RAW DATA =>
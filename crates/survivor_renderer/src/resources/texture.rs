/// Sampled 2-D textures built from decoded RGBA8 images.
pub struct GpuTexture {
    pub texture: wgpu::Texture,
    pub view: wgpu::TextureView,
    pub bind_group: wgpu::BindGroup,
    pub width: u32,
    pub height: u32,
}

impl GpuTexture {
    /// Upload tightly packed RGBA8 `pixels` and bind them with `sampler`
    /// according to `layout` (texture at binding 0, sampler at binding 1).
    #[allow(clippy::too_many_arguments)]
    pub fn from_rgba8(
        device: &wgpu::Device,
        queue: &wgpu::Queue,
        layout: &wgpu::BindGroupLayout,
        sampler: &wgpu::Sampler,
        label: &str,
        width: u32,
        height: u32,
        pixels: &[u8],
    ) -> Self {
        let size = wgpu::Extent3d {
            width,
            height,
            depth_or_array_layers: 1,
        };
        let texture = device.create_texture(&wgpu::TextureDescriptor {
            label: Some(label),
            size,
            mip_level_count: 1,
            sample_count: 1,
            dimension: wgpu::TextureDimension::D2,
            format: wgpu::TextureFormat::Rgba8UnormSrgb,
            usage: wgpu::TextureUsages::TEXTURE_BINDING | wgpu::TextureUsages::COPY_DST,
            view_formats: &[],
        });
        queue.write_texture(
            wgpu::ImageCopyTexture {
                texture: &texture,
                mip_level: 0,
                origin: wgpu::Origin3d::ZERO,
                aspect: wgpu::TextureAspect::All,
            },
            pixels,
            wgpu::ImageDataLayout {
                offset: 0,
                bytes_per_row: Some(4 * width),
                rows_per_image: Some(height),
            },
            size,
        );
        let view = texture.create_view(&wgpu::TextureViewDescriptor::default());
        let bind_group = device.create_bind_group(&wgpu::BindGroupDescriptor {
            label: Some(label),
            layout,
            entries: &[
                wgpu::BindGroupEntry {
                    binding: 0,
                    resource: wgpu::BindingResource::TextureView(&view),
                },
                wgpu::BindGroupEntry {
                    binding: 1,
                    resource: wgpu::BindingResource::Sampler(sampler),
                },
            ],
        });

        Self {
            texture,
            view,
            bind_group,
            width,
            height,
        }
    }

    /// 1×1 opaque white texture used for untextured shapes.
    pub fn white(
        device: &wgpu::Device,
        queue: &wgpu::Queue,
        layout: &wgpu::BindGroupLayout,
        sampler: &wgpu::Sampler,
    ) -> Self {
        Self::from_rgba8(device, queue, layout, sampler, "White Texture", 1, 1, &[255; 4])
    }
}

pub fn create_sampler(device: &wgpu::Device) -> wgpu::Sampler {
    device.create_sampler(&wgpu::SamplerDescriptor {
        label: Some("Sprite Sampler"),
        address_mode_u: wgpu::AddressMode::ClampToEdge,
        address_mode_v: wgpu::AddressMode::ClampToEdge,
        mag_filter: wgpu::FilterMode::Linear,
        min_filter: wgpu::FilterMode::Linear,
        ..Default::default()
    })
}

TASK GOAL =>
Reproduce the entire listing above exactly, leaving nothing out.

WRITTEN REPLY =>
filename crates/survivor_renderer/src/resources/texture.rs
/// Sampled 2-D textures built from decoded RGBA8 images.
pub struct GpuTexture {
    pub texture: wgpu::Texture,
    pub view: wgpu::TextureView,
    pub bind_group: wgpu::BindGroup,
    pub width: u32,
    pub height: u32,
}

impl GpuTexture {
    /// Upload tightly packed RGBA8 `pixels` and bind them with `sampler`
    /// according to `layout` (texture at binding 0, sampler at binding 1).
    #[allow(clippy::too_many_arguments)]
    pub fn from_rgba8(
        device: &wgpu::Device,
        queue: &wgpu::Queue,
        layout: &wgpu::BindGroupLayout,
        sampler: &wgpu::Sampler,
        label: &str,
        width: u32,
        height: u32,
        pixels: &[u8],
    ) -> Self {
        let size = wgpu::Extent3d {
            width,
            height,
            depth_or_array_layers: 1,
        };
        let texture = device.create_texture(&wgpu::TextureDescriptor {
            label: Some(label),
            size,
            mip_level_count: 1,
            sample_count: 1,
            dimension: wgpu::TextureDimension::D2,
            format: wgpu::TextureFormat::Rgba8UnormSrgb,
            usage: wgpu::TextureUsages::TEXTURE_BINDING | wgpu::TextureUsages::COPY_DST,
            view_formats: &[],
        });
        queue.write_texture(
            wgpu::ImageCopyTexture {
                texture: &texture,
                mip_level: 0,
                origin: wgpu::Origin3d::ZERO,
                aspect: wgpu::TextureAspect::All,
            },
            pixels,
            wgpu::ImageDataLayout {
                offset: 0,
                bytes_per_row: Some(4 * width),
                rows_per_image: Some(height),
            },
            size,
        );
        let view = texture.create_view(&wgpu::TextureViewDescriptor::default());
        let bind_group = device.create_bind_group(&wgpu::BindGroupDescriptor {
            label: Some(label),
            layout,
            entries: &[
                wgpu::BindGroupEntry {
                    binding: 0,
                    resource: wgpu::BindingResource::TextureView(&view),
                },
                wgpu::BindGroupEntry {
                    binding: 1,
                    resource: wgpu::BindingResource::Sampler(sampler),
                },
            ],
        });

        Self {
            texture,
            view,
            bind_group,
            width,
            height,
        }
    }

    /// 1×1 opaque white texture used for untextured shapes.
    pub fn white(
        device: &wgpu::Device,
        queue: &wgpu::Queue,
        layout: &wgpu::BindGroupLayout,
        sampler: &wgpu::Sampler,
    ) -> Self {
        Self::from_rgba8(device, queue, layout, sampler, "White Texture", 1, 1, &[255; 4])
    }
}

pub fn create_sampler(device: &wgpu::Device) -> wgpu::Sampler {
    device.create_sampler(&wgpu::SamplerDescriptor {
        label: Some("Sprite Sampler"),
        address_mode_u: wgpu::AddressMode::ClampToEdge,
        address_mode_v: wgpu::AddressMode::ClampToEdge,
        mag_filter: wgpu::FilterMode::Linear,
        min_filter: wgpu::FilterMode::Linear,
        ..Default::default()
    })
}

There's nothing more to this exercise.